/---
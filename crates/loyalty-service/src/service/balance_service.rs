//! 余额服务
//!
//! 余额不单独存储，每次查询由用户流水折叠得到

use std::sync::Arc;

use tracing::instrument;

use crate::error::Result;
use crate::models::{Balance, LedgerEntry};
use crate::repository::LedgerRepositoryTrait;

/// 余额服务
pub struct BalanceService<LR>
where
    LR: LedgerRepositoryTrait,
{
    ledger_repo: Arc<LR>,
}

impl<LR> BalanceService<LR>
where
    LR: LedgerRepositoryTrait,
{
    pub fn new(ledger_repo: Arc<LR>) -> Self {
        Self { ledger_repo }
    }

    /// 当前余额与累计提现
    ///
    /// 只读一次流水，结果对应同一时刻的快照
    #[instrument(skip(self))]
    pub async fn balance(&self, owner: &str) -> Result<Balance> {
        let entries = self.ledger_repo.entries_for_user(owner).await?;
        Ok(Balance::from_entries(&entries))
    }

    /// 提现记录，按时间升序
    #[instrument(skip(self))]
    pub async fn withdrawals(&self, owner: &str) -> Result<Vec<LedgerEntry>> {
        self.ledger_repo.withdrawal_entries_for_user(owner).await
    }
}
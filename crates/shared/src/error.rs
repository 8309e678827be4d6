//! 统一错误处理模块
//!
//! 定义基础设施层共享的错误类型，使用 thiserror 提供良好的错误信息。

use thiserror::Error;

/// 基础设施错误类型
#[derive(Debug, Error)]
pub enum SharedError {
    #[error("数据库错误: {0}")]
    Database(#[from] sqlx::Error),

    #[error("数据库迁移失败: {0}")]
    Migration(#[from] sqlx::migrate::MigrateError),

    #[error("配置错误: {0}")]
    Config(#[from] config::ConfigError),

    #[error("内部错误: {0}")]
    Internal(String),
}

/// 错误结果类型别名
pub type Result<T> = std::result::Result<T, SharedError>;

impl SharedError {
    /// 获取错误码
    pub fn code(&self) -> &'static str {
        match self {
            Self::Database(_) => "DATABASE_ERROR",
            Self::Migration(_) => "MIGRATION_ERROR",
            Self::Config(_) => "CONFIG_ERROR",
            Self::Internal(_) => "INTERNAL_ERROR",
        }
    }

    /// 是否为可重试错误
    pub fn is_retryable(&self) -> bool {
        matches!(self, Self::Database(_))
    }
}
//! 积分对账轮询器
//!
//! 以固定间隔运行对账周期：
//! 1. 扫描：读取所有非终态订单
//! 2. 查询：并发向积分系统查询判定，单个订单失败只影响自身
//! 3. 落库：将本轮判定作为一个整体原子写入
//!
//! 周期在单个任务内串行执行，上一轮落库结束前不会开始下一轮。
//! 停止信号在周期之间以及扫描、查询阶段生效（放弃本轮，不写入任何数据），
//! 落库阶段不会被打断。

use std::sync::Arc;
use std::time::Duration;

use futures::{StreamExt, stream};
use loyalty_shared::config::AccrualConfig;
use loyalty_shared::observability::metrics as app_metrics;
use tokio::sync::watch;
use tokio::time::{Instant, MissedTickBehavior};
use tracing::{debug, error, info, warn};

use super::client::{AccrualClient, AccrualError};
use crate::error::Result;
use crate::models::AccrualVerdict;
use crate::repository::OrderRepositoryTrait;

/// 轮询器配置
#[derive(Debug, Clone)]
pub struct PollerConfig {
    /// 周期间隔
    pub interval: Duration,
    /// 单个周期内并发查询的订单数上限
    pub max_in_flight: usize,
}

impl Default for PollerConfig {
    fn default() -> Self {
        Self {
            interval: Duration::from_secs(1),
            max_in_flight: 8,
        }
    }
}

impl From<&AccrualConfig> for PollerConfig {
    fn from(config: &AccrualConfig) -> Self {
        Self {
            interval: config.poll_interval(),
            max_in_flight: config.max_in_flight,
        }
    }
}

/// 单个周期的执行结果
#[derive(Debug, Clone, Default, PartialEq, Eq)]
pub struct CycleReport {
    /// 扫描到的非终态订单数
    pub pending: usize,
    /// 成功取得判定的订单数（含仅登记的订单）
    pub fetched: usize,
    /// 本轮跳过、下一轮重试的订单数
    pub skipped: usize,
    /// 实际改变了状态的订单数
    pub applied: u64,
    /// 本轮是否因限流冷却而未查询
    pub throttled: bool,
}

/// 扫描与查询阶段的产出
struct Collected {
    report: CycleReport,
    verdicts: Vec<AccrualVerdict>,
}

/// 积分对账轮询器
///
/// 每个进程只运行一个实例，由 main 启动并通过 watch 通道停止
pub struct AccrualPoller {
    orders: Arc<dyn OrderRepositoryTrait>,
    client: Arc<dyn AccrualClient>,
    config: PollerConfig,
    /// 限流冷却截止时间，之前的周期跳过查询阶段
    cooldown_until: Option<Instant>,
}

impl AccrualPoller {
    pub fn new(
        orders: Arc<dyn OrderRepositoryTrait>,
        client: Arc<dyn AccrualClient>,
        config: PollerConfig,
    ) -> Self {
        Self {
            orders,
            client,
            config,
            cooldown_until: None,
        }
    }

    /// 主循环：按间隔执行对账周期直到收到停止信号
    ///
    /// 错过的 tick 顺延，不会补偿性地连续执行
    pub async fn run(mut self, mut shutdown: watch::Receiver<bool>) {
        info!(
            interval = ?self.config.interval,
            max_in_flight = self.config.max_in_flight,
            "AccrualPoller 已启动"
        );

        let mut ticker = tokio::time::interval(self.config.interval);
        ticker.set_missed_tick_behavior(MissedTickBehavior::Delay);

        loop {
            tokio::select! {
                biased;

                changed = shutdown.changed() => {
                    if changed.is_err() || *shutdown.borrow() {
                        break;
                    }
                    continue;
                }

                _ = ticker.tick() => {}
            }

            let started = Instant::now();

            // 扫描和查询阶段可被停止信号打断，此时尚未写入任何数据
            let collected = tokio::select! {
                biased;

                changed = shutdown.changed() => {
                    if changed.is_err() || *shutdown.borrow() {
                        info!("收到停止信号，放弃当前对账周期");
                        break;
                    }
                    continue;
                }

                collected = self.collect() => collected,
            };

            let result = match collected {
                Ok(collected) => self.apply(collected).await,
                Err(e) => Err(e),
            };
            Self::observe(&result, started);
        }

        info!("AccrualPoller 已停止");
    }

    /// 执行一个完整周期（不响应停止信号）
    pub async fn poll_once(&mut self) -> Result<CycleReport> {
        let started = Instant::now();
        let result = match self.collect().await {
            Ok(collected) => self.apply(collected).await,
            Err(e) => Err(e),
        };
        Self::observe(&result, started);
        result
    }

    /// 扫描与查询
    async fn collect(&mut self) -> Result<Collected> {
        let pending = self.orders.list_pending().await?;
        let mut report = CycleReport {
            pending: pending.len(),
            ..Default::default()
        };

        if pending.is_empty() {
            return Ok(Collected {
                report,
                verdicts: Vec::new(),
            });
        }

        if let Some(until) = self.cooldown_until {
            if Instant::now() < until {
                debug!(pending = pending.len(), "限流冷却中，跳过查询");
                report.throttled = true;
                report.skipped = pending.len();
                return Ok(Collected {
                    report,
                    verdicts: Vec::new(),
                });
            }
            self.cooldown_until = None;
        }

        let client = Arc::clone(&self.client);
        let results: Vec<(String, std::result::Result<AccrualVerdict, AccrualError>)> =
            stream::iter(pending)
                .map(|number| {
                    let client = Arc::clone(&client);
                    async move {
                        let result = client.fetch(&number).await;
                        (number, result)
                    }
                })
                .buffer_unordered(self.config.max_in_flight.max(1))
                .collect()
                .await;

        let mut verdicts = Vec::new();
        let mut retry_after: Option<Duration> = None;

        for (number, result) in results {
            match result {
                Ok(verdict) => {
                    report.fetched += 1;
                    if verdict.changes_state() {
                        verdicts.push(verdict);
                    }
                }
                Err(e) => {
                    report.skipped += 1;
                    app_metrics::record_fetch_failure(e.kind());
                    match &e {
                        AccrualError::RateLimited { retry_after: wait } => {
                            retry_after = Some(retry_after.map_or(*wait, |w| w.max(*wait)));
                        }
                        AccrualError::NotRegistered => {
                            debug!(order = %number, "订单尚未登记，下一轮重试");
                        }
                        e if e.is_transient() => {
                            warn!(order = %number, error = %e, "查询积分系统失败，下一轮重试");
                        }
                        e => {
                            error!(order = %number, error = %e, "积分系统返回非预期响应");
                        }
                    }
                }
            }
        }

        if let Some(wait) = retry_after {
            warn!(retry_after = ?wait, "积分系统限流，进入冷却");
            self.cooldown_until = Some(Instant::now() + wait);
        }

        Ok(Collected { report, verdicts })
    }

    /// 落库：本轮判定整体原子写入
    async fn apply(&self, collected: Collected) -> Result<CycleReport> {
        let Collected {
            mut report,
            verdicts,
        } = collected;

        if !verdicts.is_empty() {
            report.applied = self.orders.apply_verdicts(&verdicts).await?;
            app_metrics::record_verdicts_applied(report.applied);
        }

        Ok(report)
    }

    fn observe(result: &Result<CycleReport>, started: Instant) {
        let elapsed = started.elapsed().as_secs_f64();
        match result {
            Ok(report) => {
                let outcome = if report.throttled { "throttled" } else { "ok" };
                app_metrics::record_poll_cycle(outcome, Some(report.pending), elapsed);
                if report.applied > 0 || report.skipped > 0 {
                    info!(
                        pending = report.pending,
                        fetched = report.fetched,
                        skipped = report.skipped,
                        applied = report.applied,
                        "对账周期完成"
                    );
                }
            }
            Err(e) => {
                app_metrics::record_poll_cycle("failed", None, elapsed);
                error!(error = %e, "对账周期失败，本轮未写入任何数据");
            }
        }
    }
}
\---
**Problem:**
Please print the lines from the start of the records up to and including the line with "use crate::repository::LedgerRepositoryTrait;", copying each one exactly and leaving out the rest.

**Your solution:**
filename crates/loyalty-service/src/service/balance_service.rs
//! 余额服务
//!
//! 余额不单独存储，每次查询由用户流水折叠得到

use std::sync::Arc;

use tracing::instrument;

use crate::error::Result;
use crate::models::{Balance, LedgerEntry};
use crate::repository::LedgerRepositoryTrait;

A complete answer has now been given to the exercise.